BEGIN
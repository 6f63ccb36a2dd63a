//! Game state tracking for the road runner
//!
//! This module tracks the run phase and the score, which is the number of
//! seconds survived since the run started.

/// Whether the road is moving
#[derive(Debug, Clone, Copy, PartialEq, Eq, Default)]
pub enum Phase {
    #[default]
    Running,
    /// The car crashed; waiting for a restart
    Paused,
}

/// Game state that tracks the current run and the best one so far
///
/// The high score lives only as long as the process.
#[derive(Debug, Clone, Default)]
pub struct GameState {
    pub phase: Phase,

    /// Clock reading when the current run started
    pub run_start_time: f64,

    /// Score of the most recent crash
    pub last_score: f64,

    /// Best score of this process
    pub high_score: f64,

    /// Number of runs started, including the current one
    pub runs: u32,
}

impl GameState {
    /// Create a new game state with a run starting at `now`
    pub fn new(now: f64) -> Self {
        Self {
            phase: Phase::Running,
            run_start_time: now,
            last_score: 0.0,
            high_score: 0.0,
            runs: 1,
        }
    }

    pub fn is_paused(&self) -> bool {
        self.phase == Phase::Paused
    }

    /// Current score: live while running, frozen once paused
    pub fn score(&self, now: f64) -> f64 {
        match self.phase {
            Phase::Running => (now - self.run_start_time).max(0.0),
            Phase::Paused => self.last_score,
        }
    }

    /// Freeze the score and pause
    ///
    /// Returns the frozen score. Crashing while already paused changes nothing.
    pub fn crash(&mut self, now: f64) -> f64 {
        if self.is_paused() {
            return self.last_score;
        }
        self.last_score = self.score(now);
        self.high_score = self.high_score.max(self.last_score);
        self.phase = Phase::Paused;
        self.last_score
    }

    /// Start a new run at `now`, keeping the high score
    pub fn restart(&mut self, now: f64) {
        self.phase = Phase::Running;
        self.run_start_time = now;
        self.runs += 1;
    }

    /// Get a summary string for display
    pub fn summary(&self, now: f64) -> String {
        format!(
            "Run: {} | Score: {} | High Score: {} | {}",
            self.runs,
            self.score(now) as u64,
            self.high_score as u64,
            match self.phase {
                Phase::Running => "running",
                Phase::Paused => "paused",
            }
        )
    }
}
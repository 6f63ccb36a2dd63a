//! Road Runner Library
//!
//! An endless road-runner game that can run headless or with a Bevy UI.

pub mod simulation;

#[cfg(feature = "ui")]
pub mod ui;
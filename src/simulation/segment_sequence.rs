//! The scrolling road: a fixed-size ring of segments
//!
//! The oldest segment (bottom-most, largest `top_y`) is at the front and the
//! newest (top-most) at the back. The length never changes between ticks:
//! every eviction is paired with an append.

use std::collections::VecDeque;

use anyhow::{ensure, Context, Result};
use log::debug;
use rand::Rng;

use super::config::GameConfig;
use super::generator::{generate_segment, runway_segment};
use super::types::{Segment, SegmentEdges};

#[derive(Debug, Clone, Default)]
pub struct SegmentSequence {
    segments: VecDeque<Segment>,
}

impl SegmentSequence {
    pub fn new() -> Self {
        Self::default()
    }

    /// Wrap an existing front-to-back list of segments
    pub fn from_segments(segments: impl IntoIterator<Item = Segment>) -> Self {
        Self {
            segments: segments.into_iter().collect(),
        }
    }

    /// Build a fresh road: the runway followed by generated segments
    pub fn bootstrap<R: Rng>(&mut self, config: &GameConfig, rng: &mut R) -> Result<()> {
        let target = config.sequence_len();
        ensure!(target >= 2, "sequence needs at least two segments, config asks for {}", target);

        self.segments.clear();
        self.segments.reserve(target);
        self.segments.push_back(runway_segment(config));

        while self.segments.len() < target {
            let previous = *self
                .segments
                .back()
                .context("sequence emptied during bootstrap")?;
            self.segments.push_back(generate_segment(&previous, config, rng));
        }

        debug!("Bootstrapped road with {} segments", self.segments.len());
        Ok(())
    }

    /// Scroll every segment down by `speed * delta_secs`
    pub fn advance(&mut self, delta_secs: f32, speed: f32) {
        let dy = speed * delta_secs;
        for segment in &mut self.segments {
            segment.top_y += dy;
        }
    }

    /// Replace the front segment once it has left the bottom of the screen
    ///
    /// Returns `true` when a segment was recycled. Fails if the road does not
    /// hold exactly `config.sequence_len()` segments.
    pub fn recycle_if_needed<R: Rng>(
        &mut self,
        config: &GameConfig,
        rng: &mut R,
    ) -> Result<bool> {
        ensure!(
            self.segments.len() == config.sequence_len(),
            "road holds {} segments, expected {}",
            self.segments.len(),
            config.sequence_len()
        );

        let front = self.front().context("cannot recycle an empty road")?;
        if front.top_y < config.screen_height {
            return Ok(false);
        }

        let newest = *self.back().context("cannot recycle an empty road")?;
        let fresh = generate_segment(&newest, config, rng);
        self.segments.pop_front();
        self.segments.push_back(fresh);

        debug!(
            "Recycled segment, new top segment spans [{:.0}, {:.0}]",
            fresh.top_left_x, fresh.top_right_x
        );
        Ok(true)
    }

    /// The segment under the car and the one right above it
    pub fn front_two(&self) -> Result<(&Segment, &Segment)> {
        let near = self
            .segments
            .front()
            .context("road has no segment under the car")?;
        let far = self
            .segments
            .get(1)
            .context("road has no segment ahead of the car")?;
        Ok((near, far))
    }

    pub fn front(&self) -> Option<&Segment> {
        self.segments.front()
    }

    pub fn back(&self) -> Option<&Segment> {
        self.segments.back()
    }

    pub fn len(&self) -> usize {
        self.segments.len()
    }

    pub fn is_empty(&self) -> bool {
        self.segments.is_empty()
    }

    /// Front to back
    pub fn iter(&self) -> impl Iterator<Item = &Segment> {
        self.segments.iter()
    }

    /// Outline of every segment, front to back
    pub fn edges(&self) -> Vec<SegmentEdges> {
        let mut edges = Vec::with_capacity(self.segments.len());
        let mut below: Option<&Segment> = None;

        for segment in &self.segments {
            let connectors = below.map(|lower| {
                [
                    (segment.bottom_left(), lower.top_left()),
                    (segment.bottom_right(), lower.top_right()),
                ]
            });
            edges.push(SegmentEdges {
                left: (segment.top_left(), segment.bottom_left()),
                right: (segment.top_right(), segment.bottom_right()),
                connectors,
            });
            below = Some(segment);
        }

        edges
    }
}
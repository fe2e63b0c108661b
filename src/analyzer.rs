use anyhow::{Context, Result};
use image::{DynamicImage, ImageFormat};
use phenomatch_core::{Category, Embedding};
use serde::Deserialize;
use std::io::{self, Cursor, Write};
use std::process::{Command, Stdio};
use std::thread;

use crate::config::AnalyzerConfig;

/// What the face model reports for the most prominent face.
#[derive(Debug, Clone)]
pub struct FaceAnalysis {
    pub category: Category,
    /// Confidence of `category`, in `[0, 1]`.
    pub confidence: f32,
    pub embedding: Embedding,
    pub bbox: Option<[f32; 4]>, // x, y, w, h
}

/// Face detection + embedding. `Ok(None)` means no face was found.
pub trait FaceAnalyzer {
    fn analyze(&mut self, image: &DynamicImage) -> Result<Option<FaceAnalysis>>;
}

#[derive(Debug, Deserialize)]
#[serde(rename_all = "camelCase")]
struct Detection {
    gender: String,
    gender_probability: f32,
    descriptor: Vec<f32>,
    #[serde(rename = "box")]
    bbox: Option<[f32; 4]>,
}

#[derive(Debug, Deserialize)]
#[serde(untagged)]
enum Response {
    Face(Detection),
    #[allow(dead_code)]
    NoFace { face: Option<()> },
}

/// Parse the analyzer's JSON answer.
pub fn parse_response(raw: &str) -> Result<Option<FaceAnalysis>> {
    let raw = raw.trim();
    if raw.is_empty() || raw == "null" {
        return Ok(None);
    }
    let detection = match serde_json::from_str::<Response>(raw).context("parsing analyzer output")? {
        Response::Face(d) => d,
        Response::NoFace { .. } => return Ok(None),
    };
    let category = detection
        .gender
        .parse::<Category>()
        .map_err(anyhow::Error::msg)?;
    if detection.descriptor.is_empty() {
        anyhow::bail!("analyzer returned an empty descriptor");
    }
    Ok(Some(FaceAnalysis {
        category,
        confidence: detection.gender_probability,
        embedding: Embedding::new(detection.descriptor),
        bbox: detection.bbox,
    }))
}

/// Runs an external face model as a child process.
pub struct CommandAnalyzer {
    program: String,
    args: Vec<String>,
}

impl CommandAnalyzer {
    pub fn new(cfg: &AnalyzerConfig) -> Result<Self> {
        if cfg.program.is_empty() {
            anyhow::bail!("no analyzer configured; set [analyzer] program in the config file");
        }
        Ok(Self {
            program: cfg.program.clone(),
            args: cfg.args.clone(),
        })
    }
}

impl FaceAnalyzer for CommandAnalyzer {
    fn analyze(&mut self, image: &DynamicImage) -> Result<Option<FaceAnalysis>> {
        let mut png = Vec::new();
        image
            .write_to(&mut Cursor::new(&mut png), ImageFormat::Png)
            .context("encoding image for analyzer")?;

        log::debug!("running analyzer {} ({} bytes)", self.program, png.len());
        let mut child = Command::new(&self.program)
            .args(&self.args)
            .stdin(Stdio::piped())
            .stdout(Stdio::piped())
            .stderr(Stdio::piped())
            .spawn()
            .with_context(|| format!("starting analyzer {}", self.program))?;

        // Stdin is fed from its own thread while stdout/stderr are drained.
        let writer = child.stdin.take().map(|mut stdin| {
            thread::spawn(move || stdin.write_all(&png))
        });
        let output = child.wait_with_output().context("waiting for analyzer")?;
        let written = match writer {
            Some(handle) => handle
                .join()
                .map_err(|_| anyhow::anyhow!("analyzer input thread panicked"))?,
            None => Ok(()),
        };

        if !output.status.success() {
            let stderr = String::from_utf8_lossy(&output.stderr);
            anyhow::bail!(
                "analyzer failed (code {:?}): {}",
                output.status.code(),
                stderr.trim()
            );
        }
        match written {
            // The child answered without reading the whole image.
            Err(e) if e.kind() == io::ErrorKind::BrokenPipe => {
                log::debug!("analyzer closed stdin early")
            }
            other => other.context("sending image to analyzer")?,
        }
        parse_response(&String::from_utf8_lossy(&output.stdout))
    }
}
END
From the first line of the data through the line with "of this process", quote each line exactly and add nothing else.

repository 6f63ccb36a2dd63a
//! Game state tracking for the road runner
//!
//! This module tracks the run phase and the score, which is the number of
//! seconds survived since the run started.

/// Whether the road is moving
#[derive(Debug, Clone, Copy, PartialEq, Eq, Default)]
pub enum Phase {
    #[default]
    Running,
    /// The car crashed; waiting for a restart
    Paused,
}

/// Game state that tracks the current run and the best one so far
///
/// The high score lives only as long as the process.
#[derive(Debug, Clone, Default)]
pub struct GameState {
    pub phase: Phase,

    /// Clock reading when the current run started
    pub run_start_time: f64,

    /// Score of the most recent crash
    pub last_score: f64,

    /// Best score of this process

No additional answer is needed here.